WORK ITEM -
In the entries below, the word "accepts" appears on some lines. Copy each of those lines.

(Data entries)

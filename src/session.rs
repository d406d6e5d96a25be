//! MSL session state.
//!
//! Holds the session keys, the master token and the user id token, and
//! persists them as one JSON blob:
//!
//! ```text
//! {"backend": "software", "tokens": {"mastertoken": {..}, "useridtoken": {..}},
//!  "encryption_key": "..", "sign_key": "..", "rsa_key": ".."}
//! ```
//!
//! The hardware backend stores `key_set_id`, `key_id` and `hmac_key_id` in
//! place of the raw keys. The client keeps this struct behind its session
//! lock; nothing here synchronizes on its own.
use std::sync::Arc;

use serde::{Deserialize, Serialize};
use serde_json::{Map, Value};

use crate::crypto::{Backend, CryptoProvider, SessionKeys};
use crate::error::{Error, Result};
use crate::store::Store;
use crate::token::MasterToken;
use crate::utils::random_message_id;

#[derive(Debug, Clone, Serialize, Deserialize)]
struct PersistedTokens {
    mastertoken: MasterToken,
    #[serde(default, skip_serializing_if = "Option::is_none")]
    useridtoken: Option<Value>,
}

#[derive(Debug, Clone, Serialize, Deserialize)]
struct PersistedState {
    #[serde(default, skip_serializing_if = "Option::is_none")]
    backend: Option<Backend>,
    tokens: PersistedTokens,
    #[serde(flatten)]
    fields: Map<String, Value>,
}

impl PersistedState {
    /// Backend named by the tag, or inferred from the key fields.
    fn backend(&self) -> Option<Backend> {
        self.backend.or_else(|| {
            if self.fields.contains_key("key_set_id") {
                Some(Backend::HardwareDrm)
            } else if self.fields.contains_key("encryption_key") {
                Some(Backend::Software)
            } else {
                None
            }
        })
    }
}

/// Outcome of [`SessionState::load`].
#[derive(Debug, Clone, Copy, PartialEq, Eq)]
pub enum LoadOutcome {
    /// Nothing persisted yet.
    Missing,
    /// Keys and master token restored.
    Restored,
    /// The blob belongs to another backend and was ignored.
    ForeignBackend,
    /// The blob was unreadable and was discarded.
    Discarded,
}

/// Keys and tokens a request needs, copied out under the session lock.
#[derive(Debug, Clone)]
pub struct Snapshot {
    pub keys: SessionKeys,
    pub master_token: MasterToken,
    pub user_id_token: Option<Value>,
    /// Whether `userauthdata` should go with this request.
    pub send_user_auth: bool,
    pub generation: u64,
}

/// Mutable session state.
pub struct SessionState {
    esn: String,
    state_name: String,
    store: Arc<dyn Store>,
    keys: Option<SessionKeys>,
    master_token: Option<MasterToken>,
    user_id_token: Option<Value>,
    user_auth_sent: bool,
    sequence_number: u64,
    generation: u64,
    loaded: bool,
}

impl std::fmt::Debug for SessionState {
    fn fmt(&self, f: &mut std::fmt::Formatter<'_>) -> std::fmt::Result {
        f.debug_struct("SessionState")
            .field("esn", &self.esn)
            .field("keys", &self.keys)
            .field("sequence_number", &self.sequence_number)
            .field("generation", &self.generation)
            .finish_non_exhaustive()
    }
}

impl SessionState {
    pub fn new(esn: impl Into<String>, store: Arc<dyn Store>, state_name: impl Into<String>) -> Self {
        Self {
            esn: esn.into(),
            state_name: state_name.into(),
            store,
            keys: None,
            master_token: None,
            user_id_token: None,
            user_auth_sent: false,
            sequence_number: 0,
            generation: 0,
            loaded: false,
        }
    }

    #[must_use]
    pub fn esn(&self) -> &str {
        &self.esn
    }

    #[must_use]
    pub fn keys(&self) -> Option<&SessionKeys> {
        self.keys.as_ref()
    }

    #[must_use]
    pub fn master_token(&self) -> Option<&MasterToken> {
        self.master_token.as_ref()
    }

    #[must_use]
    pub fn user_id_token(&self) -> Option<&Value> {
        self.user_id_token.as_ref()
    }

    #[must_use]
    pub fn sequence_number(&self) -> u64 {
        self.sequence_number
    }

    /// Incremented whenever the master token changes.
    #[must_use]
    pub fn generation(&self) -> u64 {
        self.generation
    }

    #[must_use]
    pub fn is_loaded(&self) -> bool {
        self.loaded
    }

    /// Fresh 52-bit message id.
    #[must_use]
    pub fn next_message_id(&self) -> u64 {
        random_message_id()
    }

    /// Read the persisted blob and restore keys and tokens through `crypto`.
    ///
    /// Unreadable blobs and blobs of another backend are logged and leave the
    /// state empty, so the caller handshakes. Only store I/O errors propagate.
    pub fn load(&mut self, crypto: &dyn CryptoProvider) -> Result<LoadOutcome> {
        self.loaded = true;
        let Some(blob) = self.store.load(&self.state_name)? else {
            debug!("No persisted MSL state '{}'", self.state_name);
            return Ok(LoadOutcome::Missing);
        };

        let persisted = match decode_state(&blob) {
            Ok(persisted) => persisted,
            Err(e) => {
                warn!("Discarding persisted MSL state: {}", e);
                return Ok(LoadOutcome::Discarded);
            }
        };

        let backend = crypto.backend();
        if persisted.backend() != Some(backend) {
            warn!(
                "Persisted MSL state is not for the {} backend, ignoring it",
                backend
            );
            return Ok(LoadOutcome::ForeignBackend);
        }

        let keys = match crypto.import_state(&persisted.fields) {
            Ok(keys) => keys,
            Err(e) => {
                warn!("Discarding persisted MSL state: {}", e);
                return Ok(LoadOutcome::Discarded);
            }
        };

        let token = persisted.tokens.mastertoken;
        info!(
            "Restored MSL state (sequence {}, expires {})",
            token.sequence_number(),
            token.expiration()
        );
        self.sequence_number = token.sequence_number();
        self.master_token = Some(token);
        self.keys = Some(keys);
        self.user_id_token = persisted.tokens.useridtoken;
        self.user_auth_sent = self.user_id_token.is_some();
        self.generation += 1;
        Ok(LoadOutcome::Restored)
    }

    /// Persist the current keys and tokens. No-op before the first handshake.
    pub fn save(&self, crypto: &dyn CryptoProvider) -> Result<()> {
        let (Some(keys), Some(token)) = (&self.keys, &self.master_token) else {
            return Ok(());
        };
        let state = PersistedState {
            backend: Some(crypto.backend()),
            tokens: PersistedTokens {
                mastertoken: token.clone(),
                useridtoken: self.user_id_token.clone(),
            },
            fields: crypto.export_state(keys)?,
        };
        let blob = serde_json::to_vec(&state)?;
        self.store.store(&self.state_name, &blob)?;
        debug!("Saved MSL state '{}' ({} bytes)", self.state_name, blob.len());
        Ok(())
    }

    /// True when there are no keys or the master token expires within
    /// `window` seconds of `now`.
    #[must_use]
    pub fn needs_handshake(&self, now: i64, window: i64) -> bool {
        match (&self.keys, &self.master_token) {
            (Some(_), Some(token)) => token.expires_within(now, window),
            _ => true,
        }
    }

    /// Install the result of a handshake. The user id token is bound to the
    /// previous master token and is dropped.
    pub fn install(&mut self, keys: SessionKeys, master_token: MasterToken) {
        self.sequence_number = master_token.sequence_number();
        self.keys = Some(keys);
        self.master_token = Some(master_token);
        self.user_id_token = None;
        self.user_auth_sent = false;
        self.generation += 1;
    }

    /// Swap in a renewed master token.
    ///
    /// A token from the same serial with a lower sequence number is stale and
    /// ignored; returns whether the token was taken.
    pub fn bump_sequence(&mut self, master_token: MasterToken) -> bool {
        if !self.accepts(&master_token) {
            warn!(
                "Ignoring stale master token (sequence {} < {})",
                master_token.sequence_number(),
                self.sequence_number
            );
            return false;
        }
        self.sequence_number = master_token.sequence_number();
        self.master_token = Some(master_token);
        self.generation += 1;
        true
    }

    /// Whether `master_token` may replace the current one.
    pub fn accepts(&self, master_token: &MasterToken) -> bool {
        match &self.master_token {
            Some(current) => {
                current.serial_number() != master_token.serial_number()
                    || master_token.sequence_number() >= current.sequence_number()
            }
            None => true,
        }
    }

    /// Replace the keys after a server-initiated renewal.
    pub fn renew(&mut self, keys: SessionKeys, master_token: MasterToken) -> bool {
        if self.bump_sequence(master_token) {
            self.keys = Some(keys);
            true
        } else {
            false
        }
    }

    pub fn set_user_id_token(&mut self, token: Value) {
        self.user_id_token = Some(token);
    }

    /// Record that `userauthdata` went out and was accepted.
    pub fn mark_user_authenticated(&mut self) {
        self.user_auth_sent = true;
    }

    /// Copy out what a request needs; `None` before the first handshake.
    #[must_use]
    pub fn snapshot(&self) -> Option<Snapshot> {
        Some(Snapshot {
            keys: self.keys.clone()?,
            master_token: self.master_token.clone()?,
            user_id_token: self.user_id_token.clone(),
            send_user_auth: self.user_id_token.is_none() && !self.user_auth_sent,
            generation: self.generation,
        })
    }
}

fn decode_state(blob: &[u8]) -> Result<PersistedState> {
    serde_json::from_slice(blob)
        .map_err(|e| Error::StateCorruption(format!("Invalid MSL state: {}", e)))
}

--

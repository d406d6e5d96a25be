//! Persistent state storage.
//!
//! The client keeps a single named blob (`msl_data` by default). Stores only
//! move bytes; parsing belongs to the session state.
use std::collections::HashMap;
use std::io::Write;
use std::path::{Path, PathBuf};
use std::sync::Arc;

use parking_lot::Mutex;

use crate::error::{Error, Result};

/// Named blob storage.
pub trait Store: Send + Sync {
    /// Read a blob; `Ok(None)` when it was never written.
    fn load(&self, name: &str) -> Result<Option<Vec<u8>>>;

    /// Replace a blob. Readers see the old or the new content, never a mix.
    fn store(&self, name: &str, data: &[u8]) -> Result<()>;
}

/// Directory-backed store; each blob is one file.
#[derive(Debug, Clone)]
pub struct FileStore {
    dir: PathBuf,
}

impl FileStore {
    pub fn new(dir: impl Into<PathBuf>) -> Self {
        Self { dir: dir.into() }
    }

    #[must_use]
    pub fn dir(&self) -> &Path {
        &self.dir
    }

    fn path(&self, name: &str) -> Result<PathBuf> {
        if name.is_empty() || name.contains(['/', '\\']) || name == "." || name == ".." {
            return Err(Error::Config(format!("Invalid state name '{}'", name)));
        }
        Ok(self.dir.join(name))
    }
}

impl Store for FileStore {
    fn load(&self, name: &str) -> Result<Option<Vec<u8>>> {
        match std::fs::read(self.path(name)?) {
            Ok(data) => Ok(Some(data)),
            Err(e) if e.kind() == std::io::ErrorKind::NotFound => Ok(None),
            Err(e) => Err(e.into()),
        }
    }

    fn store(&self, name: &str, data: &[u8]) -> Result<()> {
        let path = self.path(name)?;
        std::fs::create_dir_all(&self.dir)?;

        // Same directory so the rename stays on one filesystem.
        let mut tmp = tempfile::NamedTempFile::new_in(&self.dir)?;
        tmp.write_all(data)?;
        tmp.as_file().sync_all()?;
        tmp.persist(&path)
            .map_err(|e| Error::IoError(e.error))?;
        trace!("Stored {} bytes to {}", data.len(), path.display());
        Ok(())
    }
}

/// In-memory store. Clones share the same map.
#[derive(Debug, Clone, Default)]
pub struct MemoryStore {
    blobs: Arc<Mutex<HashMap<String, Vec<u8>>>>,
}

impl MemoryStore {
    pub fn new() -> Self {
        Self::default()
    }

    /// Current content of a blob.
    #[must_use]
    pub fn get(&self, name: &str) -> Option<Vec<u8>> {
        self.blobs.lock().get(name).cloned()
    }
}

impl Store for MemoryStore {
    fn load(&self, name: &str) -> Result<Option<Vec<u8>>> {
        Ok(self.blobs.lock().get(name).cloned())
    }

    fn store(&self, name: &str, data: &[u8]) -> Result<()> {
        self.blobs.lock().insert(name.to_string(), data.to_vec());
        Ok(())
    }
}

ANSWER TO THE PROBLEM -
        if !self.accepts(&master_token) {
    pub fn accepts(&self, master_token: &MasterToken) -> bool {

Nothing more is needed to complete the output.